-- DESCRIPTION OF THE TASK --
For the material below, output exactly the span from the line with "(smallest administrative area)" to the line with "requested output locations", including both, and nothing besides.
[MATERIAL FOR THE TASK — start]
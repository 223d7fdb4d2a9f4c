//! Generic request types shared by every provider.
//!
//! A [`GeocodeRequest`](struct.GeocodeRequest.html) can be assembled with its builder methods or
//! resolved from a loosely typed option map with
//! [`GeocodeRequest::from_options`](struct.GeocodeRequest.html#method.from_options).
//! Either way, [`validate`](struct.GeocodeRequest.html#method.validate) runs before a provider
//! sees the request.
use crate::error::InvalidRequest;
use crate::Point;
use serde_json::{Map, Value};
use std::convert::TryFrom;
use std::fmt;

/// Option key for the street address
pub const ADDRESS: &str = "address";
/// Option key for the neighborhood (smallest administrative area)
pub const NEIGHBORHOOD: &str = "neighborhood";
/// Option key for the city or municipality
pub const CITY: &str = "city";
/// Option key for the region (state, province)
pub const REGION: &str = "region";
/// Option key for the postal code
pub const POSTAL_CODE: &str = "postal_code";
/// Option key for the country (ISO 3166-1 alpha-3)
pub const COUNTRY: &str = "country";
/// Option key for the spatial reference
pub const FACTORY: &str = "factory";
/// Option key for a provider API key
pub const API_KEY: &str = "api_key";

/// Spatial reference of the requested output locations
#[derive(Copy, Clone, Debug, PartialEq, Eq, Hash)]
pub struct SpatialReference {
    srid: u32,
}

impl SpatialReference {
    /// Geographic WGS84
    pub const WGS84: SpatialReference = SpatialReference { srid: 4326 };

    pub const fn new(srid: u32) -> Self {
        SpatialReference { srid }
    }

    pub const fn srid(&self) -> u32 {
        self.srid
    }

    fn from_option(value: &Value) -> Result<Self, InvalidRequest> {
        let srid = match value {
            Value::Number(_) => value.as_u64(),
            Value::Object(map) => map.get("srid").and_then(Value::as_u64),
            _ => None,
        };
        srid.and_then(|s| u32::try_from(s).ok())
            .map(SpatialReference::new)
            .ok_or(InvalidRequest::InvalidType {
                option: FACTORY,
                expected: "an SRID or an object with an `srid` field",
            })
    }
}

impl Default for SpatialReference {
    fn default() -> Self {
        SpatialReference::WGS84
    }
}

impl fmt::Display for SpatialReference {
    fn fmt(&self, f: &mut fmt::Formatter<'_>) -> fmt::Result {
        write!(f, "{}", self.srid)
    }
}

/// A forward-geocoding request
///
/// # Example:
///
/// ```
/// use geocoder_facade::{GeocodeRequest, SpatialReference};
///
/// let request = GeocodeRequest::new("1375 E Buena Vista Dr", SpatialReference::WGS84)
///     .with_city("Orlando")
///     .with_region("FL")
///     .with_country("USA");
/// assert!(request.validate().is_ok());
/// ```
#[derive(Clone, Debug, PartialEq)]
pub struct GeocodeRequest {
    address: String,
    spatial_reference: SpatialReference,
    neighborhood: Option<String>,
    city: Option<String>,
    region: Option<String>,
    postal_code: Option<String>,
    country: Option<String>,
}

impl GeocodeRequest {
    pub fn new<S>(address: S, spatial_reference: SpatialReference) -> Self
    where
        S: Into<String>,
    {
        GeocodeRequest {
            address: address.into(),
            spatial_reference,
            neighborhood: None,
            city: None,
            region: None,
            postal_code: None,
            country: None,
        }
    }

    /// Set the `neighborhood` property
    pub fn with_neighborhood<S: Into<String>>(mut self, neighborhood: S) -> Self {
        self.neighborhood = Some(neighborhood.into());
        self
    }

    /// Set the `city` property
    pub fn with_city<S: Into<String>>(mut self, city: S) -> Self {
        self.city = Some(city.into());
        self
    }

    /// Set the `region` property
    pub fn with_region<S: Into<String>>(mut self, region: S) -> Self {
        self.region = Some(region.into());
        self
    }

    /// Set the `postal_code` property; must not be an extended postal code
    pub fn with_postal_code<S: ToString>(mut self, postal_code: S) -> Self {
        self.postal_code = Some(postal_code.to_string());
        self
    }

    /// Set the `country` property (ISO 3166-1 alpha-3, e.g. `USA`)
    pub fn with_country<S: Into<String>>(mut self, country: S) -> Self {
        self.country = Some(country.into());
        self
    }

    /// Resolve a request from an option map.
    ///
    /// Required keys are checked first, then the type of every known key.
    /// Unknown keys are ignored so provider-specific options can share the map.
    ///
    /// ```
    /// use geocoder_facade::GeocodeRequest;
    /// use serde_json::json;
    ///
    /// let options = json!({
    ///     "address": "3403 8a St SW",
    ///     "city": "Calgary",
    ///     "postal_code": "T2T 3B3",
    ///     "factory": { "srid": 4326 }
    /// });
    /// let request = GeocodeRequest::from_options(options.as_object().unwrap()).unwrap();
    /// assert_eq!(request.city(), Some("Calgary"));
    /// ```
    pub fn from_options(options: &Map<String, Value>) -> Result<Self, InvalidRequest> {
        for key in &[FACTORY, ADDRESS] {
            if options.get(*key).map_or(true, Value::is_null) {
                return Err(InvalidRequest::MissingOption(*key));
            }
        }

        let spatial_reference = SpatialReference::from_option(&options[FACTORY])?;
        let address = string_option(options, ADDRESS)?.unwrap_or_default();
        let request = GeocodeRequest {
            address,
            spatial_reference,
            neighborhood: string_option(options, NEIGHBORHOOD)?,
            city: string_option(options, CITY)?,
            region: string_option(options, REGION)?,
            postal_code: postal_code_option(options)?,
            country: string_option(options, COUNTRY)?,
        };
        request.validate()?;
        Ok(request)
    }

    /// Check the value constraints shared by every provider
    pub fn validate(&self) -> Result<(), InvalidRequest> {
        if self.address.trim().is_empty() {
            return Err(InvalidRequest::InvalidValue {
                option: ADDRESS,
                reason: "address must not be empty".to_string(),
            });
        }
        Ok(())
    }

    /// Check that the requested spatial reference matches what a provider supports
    pub fn require_srid(&self, provider: &'static str, expected: u32) -> Result<(), InvalidRequest> {
        let actual = self.spatial_reference.srid();
        if actual != expected {
            return Err(InvalidRequest::UnsupportedSrid {
                provider,
                expected,
                actual,
            });
        }
        Ok(())
    }

    pub fn address(&self) -> &str {
        self.address.trim()
    }

    pub fn spatial_reference(&self) -> SpatialReference {
        self.spatial_reference
    }

    pub fn neighborhood(&self) -> Option<&str> {
        present(&self.neighborhood)
    }

    pub fn city(&self) -> Option<&str> {
        present(&self.city)
    }

    pub fn region(&self) -> Option<&str> {
        present(&self.region)
    }

    pub fn postal_code(&self) -> Option<&str> {
        present(&self.postal_code)
    }

    pub fn country(&self) -> Option<&str> {
        present(&self.country)
    }
}

// Blank values count as absent so they never reach a provider query
fn present(value: &Option<String>) -> Option<&str> {
    value.as_deref().map(str::trim).filter(|v| !v.is_empty())
}

fn string_option(
    options: &Map<String, Value>,
    key: &'static str,
) -> Result<Option<String>, InvalidRequest> {
    match options.get(key) {
        None | Some(Value::Null) => Ok(None),
        Some(Value::String(s)) => Ok(Some(s.clone())),
        Some(_) => Err(InvalidRequest::InvalidType {
            option: key,
            expected: "a string",
        }),
    }
}

fn postal_code_option(options: &Map<String, Value>) -> Result<Option<String>, InvalidRequest> {
    match options.get(POSTAL_CODE) {
        None | Some(Value::Null) => Ok(None),
        Some(Value::String(s)) => Ok(Some(s.clone())),
        Some(Value::Number(n)) if n.is_i64() || n.is_u64() => Ok(Some(n.to_string())),
        Some(_) => Err(InvalidRequest::InvalidType {
            option: POSTAL_CODE,
            expected: "a string or an integer",
        }),
    }
}

/// A coordinate pair to reverse-geocode, always in `[x, y]` (longitude, latitude) order
#[derive(Copy, Clone, Debug, PartialEq)]
pub struct Location {
    x: f64,
    y: f64,
}

impl Location {
    pub fn new(x: f64, y: f64) -> Result<Self, InvalidRequest> {
        if !x.is_finite() || !y.is_finite() {
            return Err(InvalidRequest::NonNumericCoordinate);
        }
        Ok(Location { x, y })
    }

    /// Resolve a location from `[x, y]` or `{"x": .., "y": ..}`.
    ///
    /// Numeric strings are accepted; anything else that is present but not a
    /// number is rejected.
    pub fn from_value(value: &Value) -> Result<Self, InvalidRequest> {
        let (x, y) = match value {
            Value::Array(pair) => (pair.get(0), pair.get(1)),
            Value::Object(map) => (map.get("x"), map.get("y")),
            _ => (None, None),
        };
        let x = x
            .filter(|v| !v.is_null())
            .ok_or(InvalidRequest::MissingLongitude)?;
        let y = y
            .filter(|v| !v.is_null())
            .ok_or(InvalidRequest::MissingLatitude)?;
        Location::new(coordinate(x)?, coordinate(y)?)
    }

    pub fn x(&self) -> f64 {
        self.x
    }

    pub fn y(&self) -> f64 {
        self.y
    }
}

fn coordinate(value: &Value) -> Result<f64, InvalidRequest> {
    match value {
        Value::Number(n) => n.as_f64(),
        Value::String(s) => s.trim().parse::<f64>().ok(),
        _ => None,
    }
    .ok_or(InvalidRequest::NonNumericCoordinate)
}

impl TryFrom<(f64, f64)> for Location {
    type Error = InvalidRequest;

    fn try_from((x, y): (f64, f64)) -> Result<Self, Self::Error> {
        Location::new(x, y)
    }
}

impl TryFrom<[f64; 2]> for Location {
    type Error = InvalidRequest;

    fn try_from(pair: [f64; 2]) -> Result<Self, Self::Error> {
        Location::new(pair[0], pair[1])
    }
}

impl TryFrom<Point<f64>> for Location {
    type Error = InvalidRequest;

    fn try_from(point: Point<f64>) -> Result<Self, Self::Error> {
        Location::new(point.x(), point.y())
    }
}

impl TryFrom<&Value> for Location {
    type Error = InvalidRequest;

    fn try_from(value: &Value) -> Result<Self, Self::Error> {
        Location::from_value(value)
    }
}

impl From<Location> for Point<f64> {
    fn from(location: Location) -> Point<f64> {
        Point::new(location.x, location.y)
    }
}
[MATERIAL FOR THE TASK — finish]
-- ANSWER BOX --
/// Option key for the neighborhood (smallest administrative area)
pub const NEIGHBORHOOD: &str = "neighborhood";
/// Option key for the city or municipality
pub const CITY: &str = "city";
/// Option key for the region (state, province)
pub const REGION: &str = "region";
/// Option key for the postal code
pub const POSTAL_CODE: &str = "postal_code";
/// Option key for the country (ISO 3166-1 alpha-3)
pub const COUNTRY: &str = "country";
/// Option key for the spatial reference
pub const FACTORY: &str = "factory";
/// Option key for a provider API key
pub const API_KEY: &str = "api_key";

/// Spatial reference of the requested output locations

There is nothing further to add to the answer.